The records below:
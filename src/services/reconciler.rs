// SPDX-License-Identifier: MIT
// Copyright 2026 Roland Dreier <roland@rolandd.dev>

//! Payment reconciliation against the Thien Nguyen transaction feed.
//!
//! A payment is confirmed when some transaction into the expected charity
//! account carries at least the expected amount and its narrative contains
//! the payment code. Both sides are compared in normalized form (upper-case,
//! whitespace removed), because payers type narratives by hand.
//!
//! The feed is outside our control. When it fails the reconciler answers
//! from the last good page for that account, then from a canned demo set if
//! configured, and otherwise from nothing. It never returns a feed error to
//! its callers.

use crate::config::Config;
use crate::error::{AppError, Result};
use crate::models::{normalize_payment_text, Booking, PaymentInstructions, Transaction, User};
use crate::services::bookings::BookingService;
use crate::services::qr::vietqr_url;
use crate::services::thien_nguyen::{FeedError, ThienNguyenClient};
use crate::services::users::UserService;
use crate::time_utils::{local_date, platform_offset};
use chrono::{DateTime, Days, FixedOffset, Utc};
use dashmap::DashMap;
use std::sync::Arc;
use std::time::Duration;

#[derive(Clone)]
pub struct PaymentReconciler {
    client: ThienNguyenClient,
    /// Account number -> last successfully fetched transactions
    cache: Arc<DashMap<String, Vec<Transaction>>>,
    demo_fallback: bool,
    lookback_days: u64,
    offset: FixedOffset,
    activation_amount: u64,
    activation_account: String,
    qr_bank_id: String,
    qr_template: String,
    bookings: BookingService,
    users: UserService,
}

impl PaymentReconciler {
    pub fn new(
        config: &Config,
        bookings: BookingService,
        users: UserService,
    ) -> std::result::Result<Self, FeedError> {
        let client = ThienNguyenClient::new(
            &config.feed_base_url,
            Duration::from_secs(config.feed_timeout_secs),
        )?;

        Ok(Self {
            client,
            cache: Arc::new(DashMap::new()),
            demo_fallback: config.feed_demo_fallback,
            lookback_days: u64::try_from(config.feed_lookback_days).unwrap_or(0),
            offset: platform_offset(config.timezone_offset_hours),
            activation_amount: config.activation_amount,
            activation_account: config.activation_account.clone(),
            qr_bank_id: config.qr_bank_id.clone(),
            qr_template: config.qr_template.clone(),
            bookings,
            users,
        })
    }

    /// Recent transactions into `account_number`, degrading on feed failure.
    pub async fn fetch_transactions(
        &self,
        account_number: &str,
        now: DateTime<Utc>,
    ) -> Vec<Transaction> {
        let to = local_date(now, self.offset);
        let from = to.checked_sub_days(Days::new(self.lookback_days)).unwrap_or(to);

        match self.client.list_transactions(account_number, from, to, 1).await {
            Ok(transactions) => {
                tracing::debug!(
                    account = account_number,
                    count = transactions.len(),
                    "Fetched transactions"
                );
                self.cache
                    .insert(account_number.to_string(), transactions.clone());
                transactions
            }
            Err(e) => {
                tracing::warn!(
                    account = account_number,
                    error = %e,
                    "FeedUnavailable: using fallback transactions"
                );
                if let Some(cached) = self.cache.get(account_number) {
                    return cached.value().clone();
                }
                if self.demo_fallback {
                    return demo_transactions(account_number, now, self.offset);
                }
                Vec::new()
            }
        }
    }

    /// Whether a transfer of at least `expected_amount` carrying `payment_code`
    /// reached `account_number` recently.
    pub async fn verify_payment(
        &self,
        account_number: &str,
        expected_amount: u64,
        payment_code: &str,
        now: DateTime<Utc>,
    ) -> bool {
        let transactions = self.fetch_transactions(account_number, now).await;
        match find_match(&transactions, expected_amount, payment_code) {
            Some(tx) => {
                tracing::info!(
                    account = account_number,
                    transaction_id = %tx.id,
                    amount = tx.amount,
                    "Payment matched"
                );
                true
            }
            None => false,
        }
    }

    /// Check the feed for a booking's payment and mark it paid on a match.
    ///
    /// Returns whether the booking is now paid, with its current state.
    pub async fn verify_booking(
        &self,
        booking_id: &str,
        now: DateTime<Utc>,
    ) -> Result<(bool, Booking)> {
        let booking = self.bookings.get_booking(booking_id)?;
        if booking.is_cancelled() {
            return Err(AppError::AlreadyCancelled);
        }
        if booking.is_paid() {
            return Ok((true, booking));
        }

        let account = self.mentor_account(&booking)?;
        if !self
            .verify_payment(&account, booking.cost, &booking.payment_code, now)
            .await
        {
            return Ok((false, booking));
        }

        let booking = self.bookings.mark_paid(booking_id)?;
        Ok((true, booking))
    }

    /// Check the feed for a user's activation donation and activate on a match.
    pub async fn verify_activation(&self, user_id: &str, now: DateTime<Utc>) -> Result<User> {
        let user = self.users.get_user(user_id)?;
        if user.is_activated {
            return Ok(user);
        }

        let code = user.activation_code();
        if !self
            .verify_payment(&self.activation_account, self.activation_amount, &code, now)
            .await
        {
            return Ok(user);
        }

        self.users.activate(user_id)
    }

    pub fn booking_instructions(&self, booking_id: &str) -> Result<PaymentInstructions> {
        let booking = self.bookings.get_booking(booking_id)?;
        let account = self.mentor_account(&booking)?;
        Ok(self.instructions(account, booking.cost, booking.payment_code))
    }

    pub fn activation_instructions(&self, user_id: &str) -> Result<PaymentInstructions> {
        let user = self.users.get_user(user_id)?;
        Ok(self.instructions(
            self.activation_account.clone(),
            self.activation_amount,
            user.activation_code(),
        ))
    }

    fn instructions(&self, account: String, amount: u64, code: String) -> PaymentInstructions {
        PaymentInstructions {
            qr_url: vietqr_url(&self.qr_bank_id, &self.qr_template, &account, amount, &code),
            account_number: account,
            amount,
            payment_code: code,
        }
    }

    fn mentor_account(&self, booking: &Booking) -> Result<String> {
        let mentor = self.users.get_user(&booking.mentor_id)?;
        mentor.charity_account_number.ok_or_else(|| {
            AppError::Internal(anyhow::anyhow!(
                "mentor {} has no charity account",
                mentor.id
            ))
        })
    }
}

/// First transaction that pays at least `expected_amount` with `payment_code`
/// somewhere in its narrative.
pub fn find_match<'a>(
    transactions: &'a [Transaction],
    expected_amount: u64,
    payment_code: &str,
) -> Option<&'a Transaction> {
    let code = normalize_payment_text(payment_code);
    if code.is_empty() {
        return None;
    }
    transactions
        .iter()
        .find(|tx| payment_matches(tx, expected_amount, &code))
}

/// `normalized_code` must already be normalized.
pub fn payment_matches(tx: &Transaction, expected_amount: u64, normalized_code: &str) -> bool {
    tx.amount >= expected_amount && normalize_payment_text(&tx.description).contains(normalized_code)
}

/// Canned transactions served when the feed is down and nothing is cached.
fn demo_transactions(
    account_number: &str,
    now: DateTime<Utc>,
    offset: FixedOffset,
) -> Vec<Transaction> {
    let time = now
        .with_timezone(&offset)
        .naive_local()
        .format("%Y-%m-%dT%H:%M:%S")
        .to_string();

    [
        ("mock-1", 10_000, "HOCTUTHIEN KICHHOAT DEMOUSER"),
        ("mock-2", 50_000, "HOCTUTHIEN HOCPHI BOOK123"),
    ]
    .into_iter()
    .map(|(id, amount, description)| Transaction {
        id: id.to_string(),
        transaction_time: time.clone(),
        amount,
        description: description.to_string(),
        account_number: account_number.to_string(),
    })
    .collect()
}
End of The records.
Repeat every line of the listing, word for word.

Output ▸
filename src/services/reconciler.rs
// SPDX-License-Identifier: MIT
// Copyright 2026 Roland Dreier <roland@rolandd.dev>

//! Payment reconciliation against the Thien Nguyen transaction feed.
//!
//! A payment is confirmed when some transaction into the expected charity
//! account carries at least the expected amount and its narrative contains
//! the payment code. Both sides are compared in normalized form (upper-case,
//! whitespace removed), because payers type narratives by hand.
//!
//! The feed is outside our control. When it fails the reconciler answers
//! from the last good page for that account, then from a canned demo set if
//! configured, and otherwise from nothing. It never returns a feed error to
//! its callers.

use crate::config::Config;
use crate::error::{AppError, Result};
use crate::models::{normalize_payment_text, Booking, PaymentInstructions, Transaction, User};
use crate::services::bookings::BookingService;
use crate::services::qr::vietqr_url;
use crate::services::thien_nguyen::{FeedError, ThienNguyenClient};
use crate::services::users::UserService;
use crate::time_utils::{local_date, platform_offset};
use chrono::{DateTime, Days, FixedOffset, Utc};
use dashmap::DashMap;
use std::sync::Arc;
use std::time::Duration;

#[derive(Clone)]
pub struct PaymentReconciler {
    client: ThienNguyenClient,
    /// Account number -> last successfully fetched transactions
    cache: Arc<DashMap<String, Vec<Transaction>>>,
    demo_fallback: bool,
    lookback_days: u64,
    offset: FixedOffset,
    activation_amount: u64,
    activation_account: String,
    qr_bank_id: String,
    qr_template: String,
    bookings: BookingService,
    users: UserService,
}

impl PaymentReconciler {
    pub fn new(
        config: &Config,
        bookings: BookingService,
        users: UserService,
    ) -> std::result::Result<Self, FeedError> {
        let client = ThienNguyenClient::new(
            &config.feed_base_url,
            Duration::from_secs(config.feed_timeout_secs),
        )?;

        Ok(Self {
            client,
            cache: Arc::new(DashMap::new()),
            demo_fallback: config.feed_demo_fallback,
            lookback_days: u64::try_from(config.feed_lookback_days).unwrap_or(0),
            offset: platform_offset(config.timezone_offset_hours),
            activation_amount: config.activation_amount,
            activation_account: config.activation_account.clone(),
            qr_bank_id: config.qr_bank_id.clone(),
            qr_template: config.qr_template.clone(),
            bookings,
            users,
        })
    }

    /// Recent transactions into `account_number`, degrading on feed failure.
    pub async fn fetch_transactions(
        &self,
        account_number: &str,
        now: DateTime<Utc>,
    ) -> Vec<Transaction> {
        let to = local_date(now, self.offset);
        let from = to.checked_sub_days(Days::new(self.lookback_days)).unwrap_or(to);

        match self.client.list_transactions(account_number, from, to, 1).await {
            Ok(transactions) => {
                tracing::debug!(
                    account = account_number,
                    count = transactions.len(),
                    "Fetched transactions"
                );
                self.cache
                    .insert(account_number.to_string(), transactions.clone());
                transactions
            }
            Err(e) => {
                tracing::warn!(
                    account = account_number,
                    error = %e,
                    "FeedUnavailable: using fallback transactions"
                );
                if let Some(cached) = self.cache.get(account_number) {
                    return cached.value().clone();
                }
                if self.demo_fallback {
                    return demo_transactions(account_number, now, self.offset);
                }
                Vec::new()
            }
        }
    }

    /// Whether a transfer of at least `expected_amount` carrying `payment_code`
    /// reached `account_number` recently.
    pub async fn verify_payment(
        &self,
        account_number: &str,
        expected_amount: u64,
        payment_code: &str,
        now: DateTime<Utc>,
    ) -> bool {
        let transactions = self.fetch_transactions(account_number, now).await;
        match find_match(&transactions, expected_amount, payment_code) {
            Some(tx) => {
                tracing::info!(
                    account = account_number,
                    transaction_id = %tx.id,
                    amount = tx.amount,
                    "Payment matched"
                );
                true
            }
            None => false,
        }
    }

    /// Check the feed for a booking's payment and mark it paid on a match.
    ///
    /// Returns whether the booking is now paid, with its current state.
    pub async fn verify_booking(
        &self,
        booking_id: &str,
        now: DateTime<Utc>,
    ) -> Result<(bool, Booking)> {
        let booking = self.bookings.get_booking(booking_id)?;
        if booking.is_cancelled() {
            return Err(AppError::AlreadyCancelled);
        }
        if booking.is_paid() {
            return Ok((true, booking));
        }

        let account = self.mentor_account(&booking)?;
        if !self
            .verify_payment(&account, booking.cost, &booking.payment_code, now)
            .await
        {
            return Ok((false, booking));
        }

        let booking = self.bookings.mark_paid(booking_id)?;
        Ok((true, booking))
    }

    /// Check the feed for a user's activation donation and activate on a match.
    pub async fn verify_activation(&self, user_id: &str, now: DateTime<Utc>) -> Result<User> {
        let user = self.users.get_user(user_id)?;
        if user.is_activated {
            return Ok(user);
        }

        let code = user.activation_code();
        if !self
            .verify_payment(&self.activation_account, self.activation_amount, &code, now)
            .await
        {
            return Ok(user);
        }

        self.users.activate(user_id)
    }

    pub fn booking_instructions(&self, booking_id: &str) -> Result<PaymentInstructions> {
        let booking = self.bookings.get_booking(booking_id)?;
        let account = self.mentor_account(&booking)?;
        Ok(self.instructions(account, booking.cost, booking.payment_code))
    }

    pub fn activation_instructions(&self, user_id: &str) -> Result<PaymentInstructions> {
        let user = self.users.get_user(user_id)?;
        Ok(self.instructions(
            self.activation_account.clone(),
            self.activation_amount,
            user.activation_code(),
        ))
    }

    fn instructions(&self, account: String, amount: u64, code: String) -> PaymentInstructions {
        PaymentInstructions {
            qr_url: vietqr_url(&self.qr_bank_id, &self.qr_template, &account, amount, &code),
            account_number: account,
            amount,
            payment_code: code,
        }
    }

    fn mentor_account(&self, booking: &Booking) -> Result<String> {
        let mentor = self.users.get_user(&booking.mentor_id)?;
        mentor.charity_account_number.ok_or_else(|| {
            AppError::Internal(anyhow::anyhow!(
                "mentor {} has no charity account",
                mentor.id
            ))
        })
    }
}

/// First transaction that pays at least `expected_amount` with `payment_code`
/// somewhere in its narrative.
pub fn find_match<'a>(
    transactions: &'a [Transaction],
    expected_amount: u64,
    payment_code: &str,
) -> Option<&'a Transaction> {
    let code = normalize_payment_text(payment_code);
    if code.is_empty() {
        return None;
    }
    transactions
        .iter()
        .find(|tx| payment_matches(tx, expected_amount, &code))
}

/// `normalized_code` must already be normalized.
pub fn payment_matches(tx: &Transaction, expected_amount: u64, normalized_code: &str) -> bool {
    tx.amount >= expected_amount && normalize_payment_text(&tx.description).contains(normalized_code)
}

/// Canned transactions served when the feed is down and nothing is cached.
fn demo_transactions(
    account_number: &str,
    now: DateTime<Utc>,
    offset: FixedOffset,
) -> Vec<Transaction> {
    let time = now
        .with_timezone(&offset)
        .naive_local()
        .format("%Y-%m-%dT%H:%M:%S")
        .to_string();

    [
        ("mock-1", 10_000, "HOCTUTHIEN KICHHOAT DEMOUSER"),
        ("mock-2", 50_000, "HOCTUTHIEN HOCPHI BOOK123"),
    ]
    .into_iter()
    .map(|(id, amount, description)| Transaction {
        id: id.to_string(),
        transaction_time: time.clone(),
        amount,
        description: description.to_string(),
        account_number: account_number.to_string(),
    })
    .collect()
}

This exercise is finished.